_Work to be completed_:
Out of the records below, copy all lines in which the word "second" occurs.

(Collected data entries)
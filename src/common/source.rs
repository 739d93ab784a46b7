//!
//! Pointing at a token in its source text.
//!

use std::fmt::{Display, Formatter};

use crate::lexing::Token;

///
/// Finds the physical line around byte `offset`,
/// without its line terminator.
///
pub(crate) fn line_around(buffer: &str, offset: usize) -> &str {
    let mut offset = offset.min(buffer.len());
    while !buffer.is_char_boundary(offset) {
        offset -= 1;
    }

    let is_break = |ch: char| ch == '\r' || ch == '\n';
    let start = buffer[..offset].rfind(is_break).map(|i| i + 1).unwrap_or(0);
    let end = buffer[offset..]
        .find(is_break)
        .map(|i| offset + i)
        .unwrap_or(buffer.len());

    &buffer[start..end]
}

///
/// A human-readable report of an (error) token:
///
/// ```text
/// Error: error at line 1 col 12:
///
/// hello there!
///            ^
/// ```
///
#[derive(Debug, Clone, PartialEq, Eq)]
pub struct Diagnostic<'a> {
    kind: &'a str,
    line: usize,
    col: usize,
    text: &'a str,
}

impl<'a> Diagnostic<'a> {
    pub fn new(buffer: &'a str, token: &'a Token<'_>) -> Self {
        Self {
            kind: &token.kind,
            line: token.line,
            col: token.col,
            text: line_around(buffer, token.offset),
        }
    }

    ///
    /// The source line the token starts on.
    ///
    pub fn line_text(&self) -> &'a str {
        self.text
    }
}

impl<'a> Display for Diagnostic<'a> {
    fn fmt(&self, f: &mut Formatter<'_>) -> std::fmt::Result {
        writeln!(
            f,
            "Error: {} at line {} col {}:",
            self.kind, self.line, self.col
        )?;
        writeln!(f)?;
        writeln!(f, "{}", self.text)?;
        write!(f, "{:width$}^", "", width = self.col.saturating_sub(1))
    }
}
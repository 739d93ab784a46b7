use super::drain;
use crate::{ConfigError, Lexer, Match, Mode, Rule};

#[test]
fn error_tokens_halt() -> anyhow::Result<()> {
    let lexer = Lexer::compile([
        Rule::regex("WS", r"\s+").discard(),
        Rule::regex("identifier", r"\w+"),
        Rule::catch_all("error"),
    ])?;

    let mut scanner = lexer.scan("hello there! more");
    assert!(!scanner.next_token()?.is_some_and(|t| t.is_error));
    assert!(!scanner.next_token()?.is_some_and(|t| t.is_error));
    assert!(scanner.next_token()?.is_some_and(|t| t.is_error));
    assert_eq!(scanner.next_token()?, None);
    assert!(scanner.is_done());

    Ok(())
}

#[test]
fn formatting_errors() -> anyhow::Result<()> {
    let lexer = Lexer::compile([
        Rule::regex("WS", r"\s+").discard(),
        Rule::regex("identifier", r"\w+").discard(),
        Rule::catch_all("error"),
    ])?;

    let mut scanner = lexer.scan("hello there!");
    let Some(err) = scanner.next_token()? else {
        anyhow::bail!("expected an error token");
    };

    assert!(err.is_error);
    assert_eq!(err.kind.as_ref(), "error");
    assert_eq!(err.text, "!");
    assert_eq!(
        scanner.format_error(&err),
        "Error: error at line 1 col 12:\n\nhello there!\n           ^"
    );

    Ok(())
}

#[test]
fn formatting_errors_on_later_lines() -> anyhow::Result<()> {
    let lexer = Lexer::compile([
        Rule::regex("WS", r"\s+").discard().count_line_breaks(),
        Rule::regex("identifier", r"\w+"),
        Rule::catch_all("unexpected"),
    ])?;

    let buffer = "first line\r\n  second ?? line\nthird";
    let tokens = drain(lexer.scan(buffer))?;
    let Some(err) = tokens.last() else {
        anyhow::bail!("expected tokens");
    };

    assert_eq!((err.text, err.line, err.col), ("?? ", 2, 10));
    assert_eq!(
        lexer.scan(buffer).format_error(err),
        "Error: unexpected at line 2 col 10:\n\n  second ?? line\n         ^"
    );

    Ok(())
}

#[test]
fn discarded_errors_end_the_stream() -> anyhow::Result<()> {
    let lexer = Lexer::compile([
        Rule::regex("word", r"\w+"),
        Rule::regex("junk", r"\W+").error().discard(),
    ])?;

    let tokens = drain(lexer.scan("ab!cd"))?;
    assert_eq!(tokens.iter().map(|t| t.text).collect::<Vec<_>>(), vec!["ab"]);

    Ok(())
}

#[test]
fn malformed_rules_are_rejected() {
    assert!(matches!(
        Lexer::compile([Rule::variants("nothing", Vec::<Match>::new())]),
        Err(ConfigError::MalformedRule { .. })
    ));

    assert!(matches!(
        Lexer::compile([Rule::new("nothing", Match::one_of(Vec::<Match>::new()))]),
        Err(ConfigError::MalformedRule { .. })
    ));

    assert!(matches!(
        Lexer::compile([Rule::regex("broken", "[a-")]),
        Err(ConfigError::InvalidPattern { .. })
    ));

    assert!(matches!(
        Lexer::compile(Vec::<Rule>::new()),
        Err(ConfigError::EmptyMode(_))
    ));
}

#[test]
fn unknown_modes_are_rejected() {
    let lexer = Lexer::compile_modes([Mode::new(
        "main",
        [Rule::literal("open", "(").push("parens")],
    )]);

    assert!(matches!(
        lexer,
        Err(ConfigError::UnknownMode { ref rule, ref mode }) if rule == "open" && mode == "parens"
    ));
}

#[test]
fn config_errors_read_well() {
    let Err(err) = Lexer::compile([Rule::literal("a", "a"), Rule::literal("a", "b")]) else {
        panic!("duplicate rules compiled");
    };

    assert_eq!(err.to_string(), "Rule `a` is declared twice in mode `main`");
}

_Your solution_:
    let buffer = "first line\r\n  second ?? line\nthird";
        "Error: unexpected at line 2 col 10:\n\n  second ?? line\n         ^"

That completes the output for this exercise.